┌─ Dataset records

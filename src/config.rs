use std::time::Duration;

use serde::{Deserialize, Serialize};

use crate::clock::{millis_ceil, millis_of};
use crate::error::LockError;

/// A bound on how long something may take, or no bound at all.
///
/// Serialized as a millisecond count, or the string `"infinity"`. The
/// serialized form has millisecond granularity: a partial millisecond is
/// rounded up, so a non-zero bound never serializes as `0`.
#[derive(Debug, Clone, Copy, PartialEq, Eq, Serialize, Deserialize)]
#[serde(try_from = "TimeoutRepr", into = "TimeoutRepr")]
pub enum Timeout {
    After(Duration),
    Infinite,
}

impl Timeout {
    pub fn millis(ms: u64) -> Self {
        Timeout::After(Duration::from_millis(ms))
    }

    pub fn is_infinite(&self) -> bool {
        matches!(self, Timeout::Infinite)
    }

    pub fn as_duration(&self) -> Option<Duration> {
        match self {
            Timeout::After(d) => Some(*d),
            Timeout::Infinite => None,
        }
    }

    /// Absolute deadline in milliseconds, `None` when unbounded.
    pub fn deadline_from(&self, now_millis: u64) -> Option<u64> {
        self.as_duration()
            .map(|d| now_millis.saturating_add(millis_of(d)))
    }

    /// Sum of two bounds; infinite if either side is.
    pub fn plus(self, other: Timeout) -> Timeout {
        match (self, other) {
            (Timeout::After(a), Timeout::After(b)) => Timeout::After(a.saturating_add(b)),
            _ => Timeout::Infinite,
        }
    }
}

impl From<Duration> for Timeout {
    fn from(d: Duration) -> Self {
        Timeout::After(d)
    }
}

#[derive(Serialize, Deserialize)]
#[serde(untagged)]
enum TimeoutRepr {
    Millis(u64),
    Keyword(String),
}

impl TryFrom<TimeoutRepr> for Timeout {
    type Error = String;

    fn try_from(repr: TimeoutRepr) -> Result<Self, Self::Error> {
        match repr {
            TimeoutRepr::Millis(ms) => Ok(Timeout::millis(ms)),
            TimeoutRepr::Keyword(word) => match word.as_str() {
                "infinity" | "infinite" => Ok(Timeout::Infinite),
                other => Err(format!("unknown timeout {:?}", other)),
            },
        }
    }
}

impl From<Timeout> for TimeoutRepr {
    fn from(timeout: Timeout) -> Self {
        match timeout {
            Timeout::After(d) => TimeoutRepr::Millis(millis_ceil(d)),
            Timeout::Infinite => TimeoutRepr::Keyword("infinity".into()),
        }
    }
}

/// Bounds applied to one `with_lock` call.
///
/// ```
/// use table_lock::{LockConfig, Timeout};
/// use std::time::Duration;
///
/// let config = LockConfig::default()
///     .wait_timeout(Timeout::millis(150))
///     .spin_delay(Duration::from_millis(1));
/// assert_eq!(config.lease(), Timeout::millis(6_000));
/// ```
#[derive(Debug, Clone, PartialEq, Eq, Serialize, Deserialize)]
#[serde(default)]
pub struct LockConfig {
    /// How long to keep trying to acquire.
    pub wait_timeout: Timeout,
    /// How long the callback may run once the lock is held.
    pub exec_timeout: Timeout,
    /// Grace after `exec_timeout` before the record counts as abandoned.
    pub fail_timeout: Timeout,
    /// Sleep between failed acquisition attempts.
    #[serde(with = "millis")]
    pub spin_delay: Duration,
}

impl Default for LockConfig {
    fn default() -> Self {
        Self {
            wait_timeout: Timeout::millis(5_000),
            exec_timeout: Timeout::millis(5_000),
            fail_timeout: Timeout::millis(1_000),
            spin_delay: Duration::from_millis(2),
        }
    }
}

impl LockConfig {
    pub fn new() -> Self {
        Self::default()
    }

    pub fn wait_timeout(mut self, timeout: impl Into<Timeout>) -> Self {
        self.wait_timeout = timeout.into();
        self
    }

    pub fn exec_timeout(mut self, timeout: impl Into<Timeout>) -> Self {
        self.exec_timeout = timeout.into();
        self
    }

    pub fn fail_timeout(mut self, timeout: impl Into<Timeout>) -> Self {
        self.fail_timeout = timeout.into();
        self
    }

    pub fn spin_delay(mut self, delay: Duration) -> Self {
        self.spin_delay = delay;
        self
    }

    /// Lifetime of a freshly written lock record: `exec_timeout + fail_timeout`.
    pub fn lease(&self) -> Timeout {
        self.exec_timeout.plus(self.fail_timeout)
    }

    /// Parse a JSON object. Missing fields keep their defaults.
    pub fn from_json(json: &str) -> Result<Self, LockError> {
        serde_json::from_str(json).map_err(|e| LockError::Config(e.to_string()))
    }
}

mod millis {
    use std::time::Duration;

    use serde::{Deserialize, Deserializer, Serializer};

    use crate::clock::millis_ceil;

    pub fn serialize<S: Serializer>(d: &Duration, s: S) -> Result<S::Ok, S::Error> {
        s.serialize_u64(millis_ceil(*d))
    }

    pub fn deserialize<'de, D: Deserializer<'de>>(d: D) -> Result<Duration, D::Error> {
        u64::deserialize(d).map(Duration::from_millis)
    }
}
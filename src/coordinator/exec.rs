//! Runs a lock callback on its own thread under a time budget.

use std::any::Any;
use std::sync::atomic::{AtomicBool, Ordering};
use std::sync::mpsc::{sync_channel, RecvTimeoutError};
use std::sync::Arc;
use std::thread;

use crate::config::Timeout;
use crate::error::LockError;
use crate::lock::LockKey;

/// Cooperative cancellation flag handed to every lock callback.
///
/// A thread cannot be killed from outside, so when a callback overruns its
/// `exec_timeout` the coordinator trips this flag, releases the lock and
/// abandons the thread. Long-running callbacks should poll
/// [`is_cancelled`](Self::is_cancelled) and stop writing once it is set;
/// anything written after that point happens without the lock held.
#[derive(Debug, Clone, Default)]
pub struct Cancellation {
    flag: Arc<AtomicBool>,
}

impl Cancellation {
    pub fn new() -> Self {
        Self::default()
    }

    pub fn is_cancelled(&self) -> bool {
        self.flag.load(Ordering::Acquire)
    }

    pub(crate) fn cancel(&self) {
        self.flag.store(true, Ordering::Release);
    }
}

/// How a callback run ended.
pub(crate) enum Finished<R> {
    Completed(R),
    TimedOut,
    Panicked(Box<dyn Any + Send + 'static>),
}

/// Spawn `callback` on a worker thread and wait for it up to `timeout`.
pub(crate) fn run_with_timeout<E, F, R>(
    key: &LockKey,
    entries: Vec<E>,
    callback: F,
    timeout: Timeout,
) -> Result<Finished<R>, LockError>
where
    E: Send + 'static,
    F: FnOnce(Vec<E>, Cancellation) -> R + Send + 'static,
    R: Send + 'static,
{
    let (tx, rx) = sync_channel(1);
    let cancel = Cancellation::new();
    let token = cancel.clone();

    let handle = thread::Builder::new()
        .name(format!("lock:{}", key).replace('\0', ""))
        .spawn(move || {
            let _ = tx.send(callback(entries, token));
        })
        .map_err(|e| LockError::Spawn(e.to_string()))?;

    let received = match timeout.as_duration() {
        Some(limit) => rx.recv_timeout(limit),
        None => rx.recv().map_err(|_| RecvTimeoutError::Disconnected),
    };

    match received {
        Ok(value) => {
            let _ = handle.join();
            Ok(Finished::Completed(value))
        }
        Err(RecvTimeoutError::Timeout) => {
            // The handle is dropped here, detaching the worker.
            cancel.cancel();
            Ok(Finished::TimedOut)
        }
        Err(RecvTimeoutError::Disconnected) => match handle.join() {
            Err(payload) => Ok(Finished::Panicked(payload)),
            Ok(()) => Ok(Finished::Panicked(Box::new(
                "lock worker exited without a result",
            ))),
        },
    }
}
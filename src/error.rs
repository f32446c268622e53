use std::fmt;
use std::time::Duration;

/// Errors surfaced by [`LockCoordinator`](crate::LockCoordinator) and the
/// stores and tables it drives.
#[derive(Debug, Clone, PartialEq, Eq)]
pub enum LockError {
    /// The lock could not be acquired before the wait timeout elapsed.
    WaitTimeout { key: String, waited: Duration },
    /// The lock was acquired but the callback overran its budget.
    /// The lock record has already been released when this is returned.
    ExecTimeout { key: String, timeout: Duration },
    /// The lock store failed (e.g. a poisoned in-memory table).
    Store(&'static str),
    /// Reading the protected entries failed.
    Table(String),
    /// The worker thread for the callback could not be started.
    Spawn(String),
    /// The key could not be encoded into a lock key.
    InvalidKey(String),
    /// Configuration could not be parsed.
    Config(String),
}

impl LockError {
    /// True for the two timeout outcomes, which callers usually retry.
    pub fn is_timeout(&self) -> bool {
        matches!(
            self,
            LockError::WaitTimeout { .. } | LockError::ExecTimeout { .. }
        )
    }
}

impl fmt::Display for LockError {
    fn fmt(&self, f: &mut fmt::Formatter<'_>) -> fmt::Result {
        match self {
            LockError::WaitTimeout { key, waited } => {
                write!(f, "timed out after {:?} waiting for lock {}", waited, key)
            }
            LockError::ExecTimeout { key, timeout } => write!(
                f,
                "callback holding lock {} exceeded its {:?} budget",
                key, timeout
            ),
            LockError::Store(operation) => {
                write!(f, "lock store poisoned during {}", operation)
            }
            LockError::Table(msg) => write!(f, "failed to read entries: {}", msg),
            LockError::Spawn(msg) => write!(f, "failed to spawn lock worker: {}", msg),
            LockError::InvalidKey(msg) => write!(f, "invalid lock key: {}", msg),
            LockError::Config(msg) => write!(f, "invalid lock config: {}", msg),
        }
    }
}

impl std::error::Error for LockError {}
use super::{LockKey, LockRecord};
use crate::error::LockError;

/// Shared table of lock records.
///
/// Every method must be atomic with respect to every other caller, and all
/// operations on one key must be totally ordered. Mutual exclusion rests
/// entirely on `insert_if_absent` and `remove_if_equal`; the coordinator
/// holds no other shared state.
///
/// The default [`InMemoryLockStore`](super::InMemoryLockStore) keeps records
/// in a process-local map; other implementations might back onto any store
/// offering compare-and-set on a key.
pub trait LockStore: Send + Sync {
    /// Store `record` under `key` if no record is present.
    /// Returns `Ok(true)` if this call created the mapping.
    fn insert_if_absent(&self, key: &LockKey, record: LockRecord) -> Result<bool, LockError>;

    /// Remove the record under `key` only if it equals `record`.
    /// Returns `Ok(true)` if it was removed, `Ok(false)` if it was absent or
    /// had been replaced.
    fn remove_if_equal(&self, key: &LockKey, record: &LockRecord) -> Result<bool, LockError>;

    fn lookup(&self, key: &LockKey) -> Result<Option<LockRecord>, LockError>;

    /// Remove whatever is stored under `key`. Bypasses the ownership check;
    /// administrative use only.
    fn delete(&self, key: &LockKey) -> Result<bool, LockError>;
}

└─

--- What is expected ---
Go through the entries and return each line where the word "Option" occurs.

--- Response box ---
    pub fn as_duration(&self) -> Option<Duration> {
    pub fn deadline_from(&self, now_millis: u64) -> Option<u64> {
    fn lookup(&self, key: &LockKey) -> Result<Option<LockRecord>, LockError>;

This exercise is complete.